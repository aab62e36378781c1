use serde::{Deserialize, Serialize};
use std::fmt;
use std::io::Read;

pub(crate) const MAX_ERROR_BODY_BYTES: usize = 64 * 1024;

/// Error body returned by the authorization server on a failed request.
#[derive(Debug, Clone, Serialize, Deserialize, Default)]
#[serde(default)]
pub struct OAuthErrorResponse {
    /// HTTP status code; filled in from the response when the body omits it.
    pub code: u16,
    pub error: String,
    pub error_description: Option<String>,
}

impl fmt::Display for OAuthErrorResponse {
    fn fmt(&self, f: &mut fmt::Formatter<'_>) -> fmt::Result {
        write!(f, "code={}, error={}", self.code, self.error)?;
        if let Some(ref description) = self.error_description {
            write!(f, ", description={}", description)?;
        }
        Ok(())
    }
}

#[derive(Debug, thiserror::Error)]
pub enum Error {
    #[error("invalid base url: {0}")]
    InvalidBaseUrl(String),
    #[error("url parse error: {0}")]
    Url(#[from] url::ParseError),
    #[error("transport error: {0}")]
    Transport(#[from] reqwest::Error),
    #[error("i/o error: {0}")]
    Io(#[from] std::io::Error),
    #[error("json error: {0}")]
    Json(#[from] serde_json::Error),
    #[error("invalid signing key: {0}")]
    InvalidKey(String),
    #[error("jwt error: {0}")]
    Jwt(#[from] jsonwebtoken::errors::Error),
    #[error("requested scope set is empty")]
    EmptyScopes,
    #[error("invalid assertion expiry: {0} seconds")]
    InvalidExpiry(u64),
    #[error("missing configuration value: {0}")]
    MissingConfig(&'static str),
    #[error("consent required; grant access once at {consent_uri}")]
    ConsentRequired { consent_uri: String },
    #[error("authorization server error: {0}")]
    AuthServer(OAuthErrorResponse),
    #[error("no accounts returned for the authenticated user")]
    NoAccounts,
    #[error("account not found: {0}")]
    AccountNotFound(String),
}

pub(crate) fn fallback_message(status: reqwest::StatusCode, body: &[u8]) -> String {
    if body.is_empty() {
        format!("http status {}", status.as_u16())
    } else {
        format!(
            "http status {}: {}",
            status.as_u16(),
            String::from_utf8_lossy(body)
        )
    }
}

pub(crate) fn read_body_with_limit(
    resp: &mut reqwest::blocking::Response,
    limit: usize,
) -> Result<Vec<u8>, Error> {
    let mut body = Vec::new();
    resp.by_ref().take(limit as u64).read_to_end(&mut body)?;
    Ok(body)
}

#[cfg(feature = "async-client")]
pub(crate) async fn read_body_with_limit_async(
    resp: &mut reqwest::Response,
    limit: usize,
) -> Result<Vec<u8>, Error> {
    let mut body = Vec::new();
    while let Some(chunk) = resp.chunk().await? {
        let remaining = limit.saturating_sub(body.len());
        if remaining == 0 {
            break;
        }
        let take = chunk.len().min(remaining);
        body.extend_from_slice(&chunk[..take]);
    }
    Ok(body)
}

•••••

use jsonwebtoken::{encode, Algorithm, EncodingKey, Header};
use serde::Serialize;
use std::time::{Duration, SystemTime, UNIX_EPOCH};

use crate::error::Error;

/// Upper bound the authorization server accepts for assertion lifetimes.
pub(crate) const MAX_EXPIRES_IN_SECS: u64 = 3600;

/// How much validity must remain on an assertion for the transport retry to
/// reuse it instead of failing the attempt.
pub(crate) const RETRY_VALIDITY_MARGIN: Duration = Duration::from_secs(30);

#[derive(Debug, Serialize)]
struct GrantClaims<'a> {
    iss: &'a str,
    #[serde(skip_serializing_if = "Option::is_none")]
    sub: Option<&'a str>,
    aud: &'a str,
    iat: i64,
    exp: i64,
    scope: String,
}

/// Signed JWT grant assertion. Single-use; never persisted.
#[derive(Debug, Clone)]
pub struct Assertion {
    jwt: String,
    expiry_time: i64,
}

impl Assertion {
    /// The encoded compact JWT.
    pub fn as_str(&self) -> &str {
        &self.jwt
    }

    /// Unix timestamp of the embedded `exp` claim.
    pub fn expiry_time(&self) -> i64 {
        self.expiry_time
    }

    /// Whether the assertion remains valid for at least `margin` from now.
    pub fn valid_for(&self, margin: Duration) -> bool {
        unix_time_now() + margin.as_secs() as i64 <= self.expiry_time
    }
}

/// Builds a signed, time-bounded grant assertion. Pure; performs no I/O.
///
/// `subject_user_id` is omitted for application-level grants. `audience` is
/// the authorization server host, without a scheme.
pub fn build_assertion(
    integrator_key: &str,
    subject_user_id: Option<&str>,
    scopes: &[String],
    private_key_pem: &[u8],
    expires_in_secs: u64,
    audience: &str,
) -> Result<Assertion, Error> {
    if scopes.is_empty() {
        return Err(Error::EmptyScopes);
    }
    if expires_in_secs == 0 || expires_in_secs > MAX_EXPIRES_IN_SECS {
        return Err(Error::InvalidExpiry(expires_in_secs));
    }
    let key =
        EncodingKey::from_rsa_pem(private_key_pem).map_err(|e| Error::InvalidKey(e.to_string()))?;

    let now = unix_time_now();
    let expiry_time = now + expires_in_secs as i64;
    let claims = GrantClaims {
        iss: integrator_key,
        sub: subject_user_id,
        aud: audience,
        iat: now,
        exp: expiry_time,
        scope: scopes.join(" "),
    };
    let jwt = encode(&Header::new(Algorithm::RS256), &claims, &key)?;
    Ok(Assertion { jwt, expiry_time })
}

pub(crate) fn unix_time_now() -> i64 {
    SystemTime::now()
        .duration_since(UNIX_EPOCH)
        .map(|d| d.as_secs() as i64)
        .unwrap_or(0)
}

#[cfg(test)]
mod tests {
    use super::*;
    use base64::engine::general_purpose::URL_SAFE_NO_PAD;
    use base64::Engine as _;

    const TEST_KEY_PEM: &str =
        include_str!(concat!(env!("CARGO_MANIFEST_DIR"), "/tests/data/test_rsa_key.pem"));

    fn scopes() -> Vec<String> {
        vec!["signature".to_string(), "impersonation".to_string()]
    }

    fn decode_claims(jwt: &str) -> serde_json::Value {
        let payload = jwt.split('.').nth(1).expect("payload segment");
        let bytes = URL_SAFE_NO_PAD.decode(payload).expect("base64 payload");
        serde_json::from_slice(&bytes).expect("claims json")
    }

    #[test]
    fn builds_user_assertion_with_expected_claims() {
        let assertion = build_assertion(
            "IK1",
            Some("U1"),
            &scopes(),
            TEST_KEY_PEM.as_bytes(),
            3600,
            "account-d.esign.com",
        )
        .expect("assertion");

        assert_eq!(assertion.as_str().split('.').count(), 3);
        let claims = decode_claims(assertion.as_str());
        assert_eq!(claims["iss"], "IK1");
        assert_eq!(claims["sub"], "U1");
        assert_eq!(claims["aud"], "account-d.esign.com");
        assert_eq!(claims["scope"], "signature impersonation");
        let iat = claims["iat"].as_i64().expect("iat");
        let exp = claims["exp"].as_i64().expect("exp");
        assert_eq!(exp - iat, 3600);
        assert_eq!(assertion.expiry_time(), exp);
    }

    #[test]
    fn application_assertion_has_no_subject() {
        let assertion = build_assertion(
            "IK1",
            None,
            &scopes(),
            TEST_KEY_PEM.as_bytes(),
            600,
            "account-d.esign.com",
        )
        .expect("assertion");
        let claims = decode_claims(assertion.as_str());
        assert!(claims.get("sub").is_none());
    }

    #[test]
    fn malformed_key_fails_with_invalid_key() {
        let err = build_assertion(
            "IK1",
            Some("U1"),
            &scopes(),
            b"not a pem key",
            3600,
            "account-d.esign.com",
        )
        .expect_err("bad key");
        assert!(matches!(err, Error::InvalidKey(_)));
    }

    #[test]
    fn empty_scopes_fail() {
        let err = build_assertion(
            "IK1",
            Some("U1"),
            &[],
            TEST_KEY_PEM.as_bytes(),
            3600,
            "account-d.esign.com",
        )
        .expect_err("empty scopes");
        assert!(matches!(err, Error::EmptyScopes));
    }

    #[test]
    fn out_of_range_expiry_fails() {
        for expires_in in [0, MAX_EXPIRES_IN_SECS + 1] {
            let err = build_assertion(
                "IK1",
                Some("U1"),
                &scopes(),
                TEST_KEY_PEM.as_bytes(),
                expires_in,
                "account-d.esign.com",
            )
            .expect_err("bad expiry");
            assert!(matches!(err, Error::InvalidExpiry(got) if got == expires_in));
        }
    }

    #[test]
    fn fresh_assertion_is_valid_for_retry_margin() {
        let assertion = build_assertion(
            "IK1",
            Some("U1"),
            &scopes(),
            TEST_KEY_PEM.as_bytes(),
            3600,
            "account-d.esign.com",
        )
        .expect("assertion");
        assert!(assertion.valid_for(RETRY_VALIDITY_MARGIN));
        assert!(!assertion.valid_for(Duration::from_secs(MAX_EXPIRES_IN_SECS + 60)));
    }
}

•••••

:: PROBLEM TO SOLVE ::
In how many lines of the listing does the word "SystemTime" appear? Give the number and no other words.

:: ANSWER TO THE EXERCISE ::
2